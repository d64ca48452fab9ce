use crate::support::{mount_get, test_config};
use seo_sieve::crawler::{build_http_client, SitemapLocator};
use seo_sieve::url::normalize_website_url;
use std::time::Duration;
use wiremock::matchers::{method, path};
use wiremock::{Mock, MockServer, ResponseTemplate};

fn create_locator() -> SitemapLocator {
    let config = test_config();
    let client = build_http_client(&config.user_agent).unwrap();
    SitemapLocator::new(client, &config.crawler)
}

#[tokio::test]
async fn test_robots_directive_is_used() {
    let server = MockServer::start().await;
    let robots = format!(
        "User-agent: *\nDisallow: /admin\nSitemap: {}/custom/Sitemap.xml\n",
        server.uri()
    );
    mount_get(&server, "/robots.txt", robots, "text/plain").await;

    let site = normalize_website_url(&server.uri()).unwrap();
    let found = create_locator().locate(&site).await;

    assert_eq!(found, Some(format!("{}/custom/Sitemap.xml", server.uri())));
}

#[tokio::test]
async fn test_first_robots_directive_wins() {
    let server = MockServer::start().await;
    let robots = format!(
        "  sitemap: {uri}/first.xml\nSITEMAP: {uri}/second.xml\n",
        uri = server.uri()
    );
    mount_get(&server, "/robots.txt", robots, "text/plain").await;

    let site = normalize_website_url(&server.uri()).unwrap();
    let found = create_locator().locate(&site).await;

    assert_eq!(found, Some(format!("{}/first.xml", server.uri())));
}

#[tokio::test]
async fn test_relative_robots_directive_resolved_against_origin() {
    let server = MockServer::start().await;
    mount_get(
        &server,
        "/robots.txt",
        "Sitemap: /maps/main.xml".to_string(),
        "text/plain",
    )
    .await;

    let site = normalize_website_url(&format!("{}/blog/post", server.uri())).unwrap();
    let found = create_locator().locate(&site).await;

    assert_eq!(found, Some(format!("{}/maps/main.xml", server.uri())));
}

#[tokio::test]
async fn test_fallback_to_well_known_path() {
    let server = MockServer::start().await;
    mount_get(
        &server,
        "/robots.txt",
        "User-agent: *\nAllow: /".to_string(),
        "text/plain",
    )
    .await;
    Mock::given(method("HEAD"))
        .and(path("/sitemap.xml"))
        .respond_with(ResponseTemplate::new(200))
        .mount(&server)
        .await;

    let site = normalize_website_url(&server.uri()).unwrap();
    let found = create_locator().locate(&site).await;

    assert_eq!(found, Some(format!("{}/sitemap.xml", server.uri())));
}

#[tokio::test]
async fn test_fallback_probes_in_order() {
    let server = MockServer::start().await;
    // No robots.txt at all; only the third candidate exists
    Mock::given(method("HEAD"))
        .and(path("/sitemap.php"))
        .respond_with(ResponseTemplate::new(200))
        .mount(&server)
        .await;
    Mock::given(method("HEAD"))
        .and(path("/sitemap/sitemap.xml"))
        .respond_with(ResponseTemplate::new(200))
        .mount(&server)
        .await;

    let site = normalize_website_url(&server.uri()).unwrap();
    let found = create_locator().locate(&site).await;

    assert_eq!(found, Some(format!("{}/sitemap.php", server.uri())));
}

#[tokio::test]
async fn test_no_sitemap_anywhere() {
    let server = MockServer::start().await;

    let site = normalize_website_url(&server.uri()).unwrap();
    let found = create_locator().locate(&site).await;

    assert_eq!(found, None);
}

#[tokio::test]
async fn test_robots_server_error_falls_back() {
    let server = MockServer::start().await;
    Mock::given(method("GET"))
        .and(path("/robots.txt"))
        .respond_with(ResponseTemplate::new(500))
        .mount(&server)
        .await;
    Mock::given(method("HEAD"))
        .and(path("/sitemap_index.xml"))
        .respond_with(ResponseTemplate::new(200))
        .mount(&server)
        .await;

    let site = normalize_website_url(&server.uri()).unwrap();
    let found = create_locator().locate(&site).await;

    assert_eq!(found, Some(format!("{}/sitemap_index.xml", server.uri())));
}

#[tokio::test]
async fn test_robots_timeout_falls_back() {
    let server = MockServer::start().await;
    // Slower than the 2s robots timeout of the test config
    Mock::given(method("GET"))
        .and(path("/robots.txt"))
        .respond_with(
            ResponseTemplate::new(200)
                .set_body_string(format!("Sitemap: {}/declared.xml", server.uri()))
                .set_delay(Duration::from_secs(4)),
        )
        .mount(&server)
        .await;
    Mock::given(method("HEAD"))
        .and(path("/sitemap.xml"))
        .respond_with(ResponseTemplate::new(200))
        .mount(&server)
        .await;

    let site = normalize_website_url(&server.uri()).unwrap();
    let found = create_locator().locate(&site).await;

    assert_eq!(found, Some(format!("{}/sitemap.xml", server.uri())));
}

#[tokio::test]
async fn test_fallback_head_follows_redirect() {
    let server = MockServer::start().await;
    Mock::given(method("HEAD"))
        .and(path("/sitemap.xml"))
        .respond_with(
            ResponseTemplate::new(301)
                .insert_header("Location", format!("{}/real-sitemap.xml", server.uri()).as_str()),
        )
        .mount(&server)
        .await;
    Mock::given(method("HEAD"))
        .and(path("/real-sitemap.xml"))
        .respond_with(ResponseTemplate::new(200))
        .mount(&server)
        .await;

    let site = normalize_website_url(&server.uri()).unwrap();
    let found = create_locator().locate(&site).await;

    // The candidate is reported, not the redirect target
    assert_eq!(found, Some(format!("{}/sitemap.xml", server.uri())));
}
◇ ◇ ◇ ◇ ◇
### Problem
Could you copy every record above exactly as it appears?

### Exercise answer
repository d64ca48452fab9ce
use crate::support::{mount_get, test_config};
use seo_sieve::crawler::{build_http_client, SitemapLocator};
use seo_sieve::url::normalize_website_url;
use std::time::Duration;
use wiremock::matchers::{method, path};
use wiremock::{Mock, MockServer, ResponseTemplate};

fn create_locator() -> SitemapLocator {
    let config = test_config();
    let client = build_http_client(&config.user_agent).unwrap();
    SitemapLocator::new(client, &config.crawler)
}

#[tokio::test]
async fn test_robots_directive_is_used() {
    let server = MockServer::start().await;
    let robots = format!(
        "User-agent: *\nDisallow: /admin\nSitemap: {}/custom/Sitemap.xml\n",
        server.uri()
    );
    mount_get(&server, "/robots.txt", robots, "text/plain").await;

    let site = normalize_website_url(&server.uri()).unwrap();
    let found = create_locator().locate(&site).await;

    assert_eq!(found, Some(format!("{}/custom/Sitemap.xml", server.uri())));
}

#[tokio::test]
async fn test_first_robots_directive_wins() {
    let server = MockServer::start().await;
    let robots = format!(
        "  sitemap: {uri}/first.xml\nSITEMAP: {uri}/second.xml\n",
        uri = server.uri()
    );
    mount_get(&server, "/robots.txt", robots, "text/plain").await;

    let site = normalize_website_url(&server.uri()).unwrap();
    let found = create_locator().locate(&site).await;

    assert_eq!(found, Some(format!("{}/first.xml", server.uri())));
}

#[tokio::test]
async fn test_relative_robots_directive_resolved_against_origin() {
    let server = MockServer::start().await;
    mount_get(
        &server,
        "/robots.txt",
        "Sitemap: /maps/main.xml".to_string(),
        "text/plain",
    )
    .await;

    let site = normalize_website_url(&format!("{}/blog/post", server.uri())).unwrap();
    let found = create_locator().locate(&site).await;

    assert_eq!(found, Some(format!("{}/maps/main.xml", server.uri())));
}

#[tokio::test]
async fn test_fallback_to_well_known_path() {
    let server = MockServer::start().await;
    mount_get(
        &server,
        "/robots.txt",
        "User-agent: *\nAllow: /".to_string(),
        "text/plain",
    )
    .await;
    Mock::given(method("HEAD"))
        .and(path("/sitemap.xml"))
        .respond_with(ResponseTemplate::new(200))
        .mount(&server)
        .await;

    let site = normalize_website_url(&server.uri()).unwrap();
    let found = create_locator().locate(&site).await;

    assert_eq!(found, Some(format!("{}/sitemap.xml", server.uri())));
}

#[tokio::test]
async fn test_fallback_probes_in_order() {
    let server = MockServer::start().await;
    // No robots.txt at all; only the third candidate exists
    Mock::given(method("HEAD"))
        .and(path("/sitemap.php"))
        .respond_with(ResponseTemplate::new(200))
        .mount(&server)
        .await;
    Mock::given(method("HEAD"))
        .and(path("/sitemap/sitemap.xml"))
        .respond_with(ResponseTemplate::new(200))
        .mount(&server)
        .await;

    let site = normalize_website_url(&server.uri()).unwrap();
    let found = create_locator().locate(&site).await;

    assert_eq!(found, Some(format!("{}/sitemap.php", server.uri())));
}

#[tokio::test]
async fn test_no_sitemap_anywhere() {
    let server = MockServer::start().await;

    let site = normalize_website_url(&server.uri()).unwrap();
    let found = create_locator().locate(&site).await;

    assert_eq!(found, None);
}

#[tokio::test]
async fn test_robots_server_error_falls_back() {
    let server = MockServer::start().await;
    Mock::given(method("GET"))
        .and(path("/robots.txt"))
        .respond_with(ResponseTemplate::new(500))
        .mount(&server)
        .await;
    Mock::given(method("HEAD"))
        .and(path("/sitemap_index.xml"))
        .respond_with(ResponseTemplate::new(200))
        .mount(&server)
        .await;

    let site = normalize_website_url(&server.uri()).unwrap();
    let found = create_locator().locate(&site).await;

    assert_eq!(found, Some(format!("{}/sitemap_index.xml", server.uri())));
}

#[tokio::test]
async fn test_robots_timeout_falls_back() {
    let server = MockServer::start().await;
    // Slower than the 2s robots timeout of the test config
    Mock::given(method("GET"))
        .and(path("/robots.txt"))
        .respond_with(
            ResponseTemplate::new(200)
                .set_body_string(format!("Sitemap: {}/declared.xml", server.uri()))
                .set_delay(Duration::from_secs(4)),
        )
        .mount(&server)
        .await;
    Mock::given(method("HEAD"))
        .and(path("/sitemap.xml"))
        .respond_with(ResponseTemplate::new(200))
        .mount(&server)
        .await;

    let site = normalize_website_url(&server.uri()).unwrap();
    let found = create_locator().locate(&site).await;

    assert_eq!(found, Some(format!("{}/sitemap.xml", server.uri())));
}

#[tokio::test]
async fn test_fallback_head_follows_redirect() {
    let server = MockServer::start().await;
    Mock::given(method("HEAD"))
        .and(path("/sitemap.xml"))
        .respond_with(
            ResponseTemplate::new(301)
                .insert_header("Location", format!("{}/real-sitemap.xml", server.uri()).as_str()),
        )
        .mount(&server)
        .await;
    Mock::given(method("HEAD"))
        .and(path("/real-sitemap.xml"))
        .respond_with(ResponseTemplate::new(200))
        .mount(&server)
        .await;

    let site = normalize_website_url(&server.uri()).unwrap();
    let found = create_locator().locate(&site).await;

    // The candidate is reported, not the redirect target
    assert_eq!(found, Some(format!("{}/sitemap.xml", server.uri())));
}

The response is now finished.